**Activity:** Reproduce the whole of the data exactly.

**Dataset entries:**
[Start of section]
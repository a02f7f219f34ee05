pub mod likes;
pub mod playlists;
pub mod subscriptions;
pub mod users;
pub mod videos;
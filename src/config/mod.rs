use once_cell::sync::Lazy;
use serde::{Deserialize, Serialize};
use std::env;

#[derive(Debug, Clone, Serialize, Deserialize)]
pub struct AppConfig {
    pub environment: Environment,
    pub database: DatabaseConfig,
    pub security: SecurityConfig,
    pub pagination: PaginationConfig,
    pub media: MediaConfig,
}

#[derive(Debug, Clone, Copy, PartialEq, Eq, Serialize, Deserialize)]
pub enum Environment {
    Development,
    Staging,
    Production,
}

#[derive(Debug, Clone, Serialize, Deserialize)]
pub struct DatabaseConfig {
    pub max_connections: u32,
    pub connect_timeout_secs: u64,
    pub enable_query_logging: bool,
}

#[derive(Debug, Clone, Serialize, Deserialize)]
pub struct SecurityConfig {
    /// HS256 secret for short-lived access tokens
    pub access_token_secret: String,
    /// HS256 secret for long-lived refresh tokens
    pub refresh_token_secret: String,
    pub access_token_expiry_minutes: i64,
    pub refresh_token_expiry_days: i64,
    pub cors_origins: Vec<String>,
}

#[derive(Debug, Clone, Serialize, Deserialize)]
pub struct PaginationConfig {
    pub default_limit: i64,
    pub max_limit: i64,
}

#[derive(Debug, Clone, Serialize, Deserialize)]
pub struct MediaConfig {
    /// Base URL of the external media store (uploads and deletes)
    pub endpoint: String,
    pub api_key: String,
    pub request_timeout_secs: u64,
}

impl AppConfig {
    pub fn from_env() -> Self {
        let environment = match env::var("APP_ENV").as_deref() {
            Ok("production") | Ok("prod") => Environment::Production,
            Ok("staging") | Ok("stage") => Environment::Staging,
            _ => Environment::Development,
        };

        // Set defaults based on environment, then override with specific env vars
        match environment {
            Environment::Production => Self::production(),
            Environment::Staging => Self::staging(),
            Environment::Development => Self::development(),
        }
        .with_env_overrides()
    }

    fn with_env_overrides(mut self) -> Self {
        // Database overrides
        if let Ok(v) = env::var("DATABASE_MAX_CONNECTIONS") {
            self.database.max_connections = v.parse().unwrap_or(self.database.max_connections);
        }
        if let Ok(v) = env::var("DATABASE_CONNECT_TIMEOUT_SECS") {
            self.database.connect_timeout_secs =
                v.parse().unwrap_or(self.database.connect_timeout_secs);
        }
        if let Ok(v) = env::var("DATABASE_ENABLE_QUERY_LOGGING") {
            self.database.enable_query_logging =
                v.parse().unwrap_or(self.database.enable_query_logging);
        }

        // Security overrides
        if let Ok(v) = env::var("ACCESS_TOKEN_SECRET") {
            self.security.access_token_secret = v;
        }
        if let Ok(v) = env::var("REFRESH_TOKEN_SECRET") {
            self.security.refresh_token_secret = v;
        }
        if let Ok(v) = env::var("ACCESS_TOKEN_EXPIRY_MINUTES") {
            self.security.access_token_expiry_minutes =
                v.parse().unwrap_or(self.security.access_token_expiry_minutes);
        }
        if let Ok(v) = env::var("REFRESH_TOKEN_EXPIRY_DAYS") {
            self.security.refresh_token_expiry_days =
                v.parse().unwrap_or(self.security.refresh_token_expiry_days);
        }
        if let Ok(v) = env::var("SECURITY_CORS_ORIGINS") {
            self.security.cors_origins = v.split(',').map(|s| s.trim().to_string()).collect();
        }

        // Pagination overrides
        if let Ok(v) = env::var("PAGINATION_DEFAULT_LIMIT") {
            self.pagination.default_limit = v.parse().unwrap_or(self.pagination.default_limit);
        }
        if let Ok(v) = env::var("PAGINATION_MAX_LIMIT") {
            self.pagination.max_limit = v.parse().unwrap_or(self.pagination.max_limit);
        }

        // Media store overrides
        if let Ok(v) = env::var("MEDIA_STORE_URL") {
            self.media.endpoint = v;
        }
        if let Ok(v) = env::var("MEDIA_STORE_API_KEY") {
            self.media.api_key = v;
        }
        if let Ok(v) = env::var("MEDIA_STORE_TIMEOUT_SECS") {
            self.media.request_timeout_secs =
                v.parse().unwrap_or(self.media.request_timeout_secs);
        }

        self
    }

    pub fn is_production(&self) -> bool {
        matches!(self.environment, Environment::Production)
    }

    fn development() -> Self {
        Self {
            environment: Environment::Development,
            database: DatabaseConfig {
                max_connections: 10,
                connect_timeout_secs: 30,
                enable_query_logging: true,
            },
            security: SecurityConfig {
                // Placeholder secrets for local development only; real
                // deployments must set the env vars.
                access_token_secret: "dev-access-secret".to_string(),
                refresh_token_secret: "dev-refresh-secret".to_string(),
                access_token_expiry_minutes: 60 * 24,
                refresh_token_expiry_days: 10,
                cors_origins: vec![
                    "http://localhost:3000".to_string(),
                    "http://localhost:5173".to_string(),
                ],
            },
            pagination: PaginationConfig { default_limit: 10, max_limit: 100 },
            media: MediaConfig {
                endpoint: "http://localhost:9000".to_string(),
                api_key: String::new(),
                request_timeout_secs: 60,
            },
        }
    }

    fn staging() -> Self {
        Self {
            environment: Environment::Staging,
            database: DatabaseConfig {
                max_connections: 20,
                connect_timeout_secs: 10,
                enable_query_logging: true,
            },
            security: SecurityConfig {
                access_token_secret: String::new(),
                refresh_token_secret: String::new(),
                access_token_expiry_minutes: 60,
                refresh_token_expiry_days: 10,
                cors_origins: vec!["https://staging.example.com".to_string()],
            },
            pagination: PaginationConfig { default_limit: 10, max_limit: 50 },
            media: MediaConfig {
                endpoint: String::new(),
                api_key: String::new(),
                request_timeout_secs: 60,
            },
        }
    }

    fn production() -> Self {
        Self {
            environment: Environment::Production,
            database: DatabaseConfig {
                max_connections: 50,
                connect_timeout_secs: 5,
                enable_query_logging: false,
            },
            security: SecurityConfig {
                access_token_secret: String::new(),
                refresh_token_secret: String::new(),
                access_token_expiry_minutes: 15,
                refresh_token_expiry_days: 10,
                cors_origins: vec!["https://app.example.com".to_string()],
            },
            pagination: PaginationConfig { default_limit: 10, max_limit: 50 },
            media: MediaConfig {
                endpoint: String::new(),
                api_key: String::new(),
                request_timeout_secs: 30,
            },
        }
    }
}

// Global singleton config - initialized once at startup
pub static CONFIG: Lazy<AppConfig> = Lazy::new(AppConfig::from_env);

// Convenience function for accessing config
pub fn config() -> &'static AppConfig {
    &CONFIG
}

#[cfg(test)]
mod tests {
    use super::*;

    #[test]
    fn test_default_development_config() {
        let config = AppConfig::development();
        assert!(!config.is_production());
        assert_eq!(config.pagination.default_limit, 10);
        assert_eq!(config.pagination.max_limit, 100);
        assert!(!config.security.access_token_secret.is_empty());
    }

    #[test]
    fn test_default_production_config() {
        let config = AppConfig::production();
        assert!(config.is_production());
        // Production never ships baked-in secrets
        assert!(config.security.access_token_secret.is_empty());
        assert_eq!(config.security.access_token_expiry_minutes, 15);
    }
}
[End of section]
**Task output:**
repository a02f7f219f34ee05
pub mod likes;
pub mod playlists;
pub mod subscriptions;
pub mod users;
pub mod videos;
filename src/config/mod.rs
use once_cell::sync::Lazy;
use serde::{Deserialize, Serialize};
use std::env;

#[derive(Debug, Clone, Serialize, Deserialize)]
pub struct AppConfig {
    pub environment: Environment,
    pub database: DatabaseConfig,
    pub security: SecurityConfig,
    pub pagination: PaginationConfig,
    pub media: MediaConfig,
}

#[derive(Debug, Clone, Copy, PartialEq, Eq, Serialize, Deserialize)]
pub enum Environment {
    Development,
    Staging,
    Production,
}

#[derive(Debug, Clone, Serialize, Deserialize)]
pub struct DatabaseConfig {
    pub max_connections: u32,
    pub connect_timeout_secs: u64,
    pub enable_query_logging: bool,
}

#[derive(Debug, Clone, Serialize, Deserialize)]
pub struct SecurityConfig {
    /// HS256 secret for short-lived access tokens
    pub access_token_secret: String,
    /// HS256 secret for long-lived refresh tokens
    pub refresh_token_secret: String,
    pub access_token_expiry_minutes: i64,
    pub refresh_token_expiry_days: i64,
    pub cors_origins: Vec<String>,
}

#[derive(Debug, Clone, Serialize, Deserialize)]
pub struct PaginationConfig {
    pub default_limit: i64,
    pub max_limit: i64,
}

#[derive(Debug, Clone, Serialize, Deserialize)]
pub struct MediaConfig {
    /// Base URL of the external media store (uploads and deletes)
    pub endpoint: String,
    pub api_key: String,
    pub request_timeout_secs: u64,
}

impl AppConfig {
    pub fn from_env() -> Self {
        let environment = match env::var("APP_ENV").as_deref() {
            Ok("production") | Ok("prod") => Environment::Production,
            Ok("staging") | Ok("stage") => Environment::Staging,
            _ => Environment::Development,
        };

        // Set defaults based on environment, then override with specific env vars
        match environment {
            Environment::Production => Self::production(),
            Environment::Staging => Self::staging(),
            Environment::Development => Self::development(),
        }
        .with_env_overrides()
    }

    fn with_env_overrides(mut self) -> Self {
        // Database overrides
        if let Ok(v) = env::var("DATABASE_MAX_CONNECTIONS") {
            self.database.max_connections = v.parse().unwrap_or(self.database.max_connections);
        }
        if let Ok(v) = env::var("DATABASE_CONNECT_TIMEOUT_SECS") {
            self.database.connect_timeout_secs =
                v.parse().unwrap_or(self.database.connect_timeout_secs);
        }
        if let Ok(v) = env::var("DATABASE_ENABLE_QUERY_LOGGING") {
            self.database.enable_query_logging =
                v.parse().unwrap_or(self.database.enable_query_logging);
        }

        // Security overrides
        if let Ok(v) = env::var("ACCESS_TOKEN_SECRET") {
            self.security.access_token_secret = v;
        }
        if let Ok(v) = env::var("REFRESH_TOKEN_SECRET") {
            self.security.refresh_token_secret = v;
        }
        if let Ok(v) = env::var("ACCESS_TOKEN_EXPIRY_MINUTES") {
            self.security.access_token_expiry_minutes =
                v.parse().unwrap_or(self.security.access_token_expiry_minutes);
        }
        if let Ok(v) = env::var("REFRESH_TOKEN_EXPIRY_DAYS") {
            self.security.refresh_token_expiry_days =
                v.parse().unwrap_or(self.security.refresh_token_expiry_days);
        }
        if let Ok(v) = env::var("SECURITY_CORS_ORIGINS") {
            self.security.cors_origins = v.split(',').map(|s| s.trim().to_string()).collect();
        }

        // Pagination overrides
        if let Ok(v) = env::var("PAGINATION_DEFAULT_LIMIT") {
            self.pagination.default_limit = v.parse().unwrap_or(self.pagination.default_limit);
        }
        if let Ok(v) = env::var("PAGINATION_MAX_LIMIT") {
            self.pagination.max_limit = v.parse().unwrap_or(self.pagination.max_limit);
        }

        // Media store overrides
        if let Ok(v) = env::var("MEDIA_STORE_URL") {
            self.media.endpoint = v;
        }
        if let Ok(v) = env::var("MEDIA_STORE_API_KEY") {
            self.media.api_key = v;
        }
        if let Ok(v) = env::var("MEDIA_STORE_TIMEOUT_SECS") {
            self.media.request_timeout_secs =
                v.parse().unwrap_or(self.media.request_timeout_secs);
        }

        self
    }

    pub fn is_production(&self) -> bool {
        matches!(self.environment, Environment::Production)
    }

    fn development() -> Self {
        Self {
            environment: Environment::Development,
            database: DatabaseConfig {
                max_connections: 10,
                connect_timeout_secs: 30,
                enable_query_logging: true,
            },
            security: SecurityConfig {
                // Placeholder secrets for local development only; real
                // deployments must set the env vars.
                access_token_secret: "dev-access-secret".to_string(),
                refresh_token_secret: "dev-refresh-secret".to_string(),
                access_token_expiry_minutes: 60 * 24,
                refresh_token_expiry_days: 10,
                cors_origins: vec![
                    "http://localhost:3000".to_string(),
                    "http://localhost:5173".to_string(),
                ],
            },
            pagination: PaginationConfig { default_limit: 10, max_limit: 100 },
            media: MediaConfig {
                endpoint: "http://localhost:9000".to_string(),
                api_key: String::new(),
                request_timeout_secs: 60,
            },
        }
    }

    fn staging() -> Self {
        Self {
            environment: Environment::Staging,
            database: DatabaseConfig {
                max_connections: 20,
                connect_timeout_secs: 10,
                enable_query_logging: true,
            },
            security: SecurityConfig {
                access_token_secret: String::new(),
                refresh_token_secret: String::new(),
                access_token_expiry_minutes: 60,
                refresh_token_expiry_days: 10,
                cors_origins: vec!["https://staging.example.com".to_string()],
            },
            pagination: PaginationConfig { default_limit: 10, max_limit: 50 },
            media: MediaConfig {
                endpoint: String::new(),
                api_key: String::new(),
                request_timeout_secs: 60,
            },
        }
    }

    fn production() -> Self {
        Self {
            environment: Environment::Production,
            database: DatabaseConfig {
                max_connections: 50,
                connect_timeout_secs: 5,
                enable_query_logging: false,
            },
            security: SecurityConfig {
                access_token_secret: String::new(),
                refresh_token_secret: String::new(),
                access_token_expiry_minutes: 15,
                refresh_token_expiry_days: 10,
                cors_origins: vec!["https://app.example.com".to_string()],
            },
            pagination: PaginationConfig { default_limit: 10, max_limit: 50 },
            media: MediaConfig {
                endpoint: String::new(),
                api_key: String::new(),
                request_timeout_secs: 30,
            },
        }
    }
}

// Global singleton config - initialized once at startup
pub static CONFIG: Lazy<AppConfig> = Lazy::new(AppConfig::from_env);

// Convenience function for accessing config
pub fn config() -> &'static AppConfig {
    &CONFIG
}

#[cfg(test)]
mod tests {
    use super::*;

    #[test]
    fn test_default_development_config() {
        let config = AppConfig::development();
        assert!(!config.is_production());
        assert_eq!(config.pagination.default_limit, 10);
        assert_eq!(config.pagination.max_limit, 100);
        assert!(!config.security.access_token_secret.is_empty());
    }

    #[test]
    fn test_default_production_config() {
        let config = AppConfig::production();
        assert!(config.is_production());
        // Production never ships baked-in secrets
        assert!(config.security.access_token_secret.is_empty());
        assert_eq!(config.security.access_token_expiry_minutes, 15);
    }
}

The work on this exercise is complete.